[FRIAM] New ways of understanding the world

thompnickson2 at gmail.com thompnickson2 at gmail.com
Tue Dec 1 12:15:57 EST 2020


“the ambiguity in the word "logic" that Nick often glosses over”

 

Ok, let’s put this to rest, once and for all.  I am going to try to steelman a position here that we can agree on

 

I stipulate that there are many logics.  Certainly as many logics as there are maths.  So, what is true of all “logics”?   A logic is a proposed set of principles of right thinking. Thinking is “right” when it leads to expectations that prove out in the long run.  What thinking is “right” depends on what one  is thinking about.  Some logic’s are more basic, more universal than others.  In the very long run, we may hope to discover and agree upon fundamental principles underlying all logics, a logic of logics, if you ill. But for the foreseeable future what argument is logical will depend on what we are talking about.  

 

Now I realize, Glen, that you  are going to disagree with the aspiration implicit in the above passage.  But other than my desire for convergence, have I got it right?  

 

Nick 

Nicholas Thompson

Emeritus Professor of Ethology and Psychology

Clark University

ThompNickSon2 at gmail.com

https://wordpress.clarku.edu/nthompson/

 

 

-----Original Message-----
From: Friam <friam-bounces at redfish.com> On Behalf Of u?l? ???
Sent: Tuesday, December 1, 2020 9:22 AM
To: friam at redfish.com
Subject: Re: [FRIAM] New ways of understanding the world

 

I'm too ignorant to say anything useful about description vs. theory. All I was talking about is whether one can build a machine that discovers patterns without a theory. And my answer is No. But my answer depends on the "minimal" qualifier. A theory, in this sense, is simply a collection of theorems, provable sentences in a given language. (It seems like a natural extension to include *candidate theorems* -- hypotheticals -- that may or may not be provable, which may match a more vernacular conception of the word "theory".)

 

And to go back to Jochen's 2nd post < <http://friam.471366.n2.nabble.com/New-ways-of-understanding-the-world-tp7599664p7599668.html> http://friam.471366.n2.nabble.com/New-ways-of-understanding-the-world-tp7599664p7599668.html>, it seems to me like a machine capable of discovering a theory of everything would *need* a prior language+axioms capable of expressing everything that physics (and biology, etc.) can express. And that implies a higher order language, a language of languages [⛧]. The "try random stuff and see what works" *fits* that meta-structure. A machine capable of shotgunning a huge number of subsequent languages *from* a prior language of languages, could stumble upon (or search for) a language that works.

 

Such meta languages are *schematic*, however.
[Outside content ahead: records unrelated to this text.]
use std::collections::BTreeMap;
use std::path::{Path, PathBuf};
use std::sync::atomic::{AtomicBool, Ordering};
use std::sync::{PoisonError, RwLock, RwLockReadGuard, RwLockWriteGuard};

use anyhow::{Context, Result};
use chrono::{Local, NaiveDate};
use serde::{Deserialize, Serialize};
use tracing::{debug, info};

/// Format of date keys in the store file.
const DATE_KEY_FORMAT: &str = "%Y-%m-%d";

/// A calendar day in local time.
#[derive(Debug, Clone, Copy, PartialEq, Eq, PartialOrd, Ord, Hash)]
pub struct DateKey(NaiveDate);

impl DateKey {
    /// Today's date in the local timezone.
    pub fn today() -> Self {
        Self(Local::now().date_naive())
    }

    pub fn from_date(date: NaiveDate) -> Self {
        Self(date)
    }

    pub fn parse(s: &str) -> Option<Self> {
        NaiveDate::parse_from_str(s.trim(), DATE_KEY_FORMAT).ok().map(Self)
    }

    pub fn date(&self) -> NaiveDate {
        self.0
    }
}

impl std::fmt::Display for DateKey {
    fn fmt(&self, f: &mut std::fmt::Formatter<'_>) -> std::fmt::Result {
        write!(f, "{}", self.0.format(DATE_KEY_FORMAT))
    }
}

/// Persisted form: date key -> member identifiers in check-in order.
#[derive(Debug, Clone, Default, PartialEq, Eq, Serialize, Deserialize)]
pub struct AttendanceLog {
    #[serde(default)]
    pub days: BTreeMap<String, Vec<String>>,
}

/// Attendance store with an explicit lifecycle. Writes stay in memory until
/// `save` is called. Share it behind an `Arc`; reads always see earlier writes.
#[derive(Debug)]
pub struct AttendanceStore {
    path: Option<PathBuf>,
    log: RwLock<AttendanceLog>,
    dirty: AtomicBool,
}

impl AttendanceStore {
    /// A store that is never persisted.
    pub fn in_memory() -> Self {
        Self {
            path: None,
            log: RwLock::new(AttendanceLog::default()),
            dirty: AtomicBool::new(false),
        }
    }

    /// Load the store at `path`, starting empty if the file doesn't exist.
    pub fn open(path: impl Into<PathBuf>) -> Result<Self> {
        let path = path.into();
        let log = if path.exists() {
            let contents = std::fs::read_to_string(&path)
                .with_context(|| format!("Failed to read attendance file: {}", path.display()))?;
            serde_json::from_str(&contents)
                .with_context(|| format!("Failed to parse attendance file: {}", path.display()))?
        } else {
            AttendanceLog::default()
        };
        debug!(path = %path.display(), days = log.days.len(), "Attendance store opened");

        Ok(Self {
            path: Some(path),
            log: RwLock::new(log),
            dirty: AtomicBool::new(false),
        })
    }

    pub fn path(&self) -> Option<&Path> {
        self.path.as_deref()
    }

    fn read(&self) -> RwLockReadGuard<'_, AttendanceLog> {
        self.log.read().unwrap_or_else(PoisonError::into_inner)
    }

    fn write(&self) -> RwLockWriteGuard<'_, AttendanceLog> {
        self.log.write().unwrap_or_else(PoisonError::into_inner)
    }

    /// Add a member to a day's set. Returns false if already present.
    pub fn insert(&self, date: DateKey, member_id: &str) -> bool {
        let mut log = self.write();
        let members = log.days.entry(date.to_string()).or_default();
        if members.iter().any(|m| m == member_id) {
            return false;
        }
        members.push(member_id.to_string());
        self.dirty.store(true, Ordering::Release);
        true
    }

    pub fn count(&self, date: DateKey) -> usize {
        self.read().days.get(&date.to_string()).map_or(0, Vec::len)
    }

    pub fn contains(&self, date: DateKey, member_id: &str) -> bool {
        self.read()
            .days
            .get(&date.to_string())
            .is_some_and(|members| members.iter().any(|m| m == member_id))
    }

    /// Members checked in on a day, in check-in order.
    pub fn members_on(&self, date: DateKey) -> Vec<String> {
        self.read().days.get(&date.to_string()).cloned().unwrap_or_default()
    }

    /// Days with at least one record, oldest first. Unparseable keys from a
    /// hand-edited file are skipped.
    pub fn dates(&self) -> Vec<DateKey> {
        self.read().days.keys().filter_map(|k| DateKey::parse(k)).collect()
    }

    /// Drop every day before `cutoff`. Returns how many days were removed.
    pub fn prune_before(&self, cutoff: DateKey) -> usize {
        let mut log = self.write();
        let before = log.days.len();
        log.days
            .retain(|key, _| DateKey::parse(key).map_or(true, |date| date >= cutoff));
        let removed = before - log.days.len();
        if removed > 0 {
            self.dirty.store(true, Ordering::Release);
            info!(removed, cutoff = %cutoff, "Pruned attendance days");
        }
        removed
    }

    pub fn is_dirty(&self) -> bool {
        self.dirty.load(Ordering::Acquire)
    }

    /// Flush to disk. A no-op for in-memory stores and when nothing changed.
    pub fn save(&self) -> Result<()> {
        let Some(path) = &self.path else {
            return Ok(());
        };
        if !self.is_dirty() {
            return Ok(());
        }

        let contents = serde_json::to_string_pretty(&*self.read())?;
        if let Some(parent) = path.parent() {
            std::fs::create_dir_all(parent)?;
        }
        std::fs::write(path, contents)
            .with_context(|| format!("Failed to write attendance file: {}", path.display()))?;
        self.dirty.store(false, Ordering::Release);
        debug!(path = %path.display(), "Attendance store saved");
        Ok(())
    }
}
So when people like Tegmark assert that the universe *is* math, there's ambiguity in the word "math" that some people in the audience might miss, much like the ambiguity in the word "logic" that Nick often glosses over. Which math? Which of the many types of math best matches physics? Is it the same type of math that best matches biology? Psychology? Etc.

 

Of course, if we go back to Soare's definition of "computation" and require it to be _definit_, then it's not clear to me such a schematic AI, pre-programmed with a language of languages, *could* be constructed. But if we relax that requirement, then it seems reasonable.

 

 

[⛧] But a language of languages is still a language. Similarly, a theory of theories is still a theory, which is why even such a schematic AI would *still* require a prior theory.

 

On 12/1/20 6:17 AM, Marcus Daniels wrote:

> It seems to me the taxa of life are a description not a theory.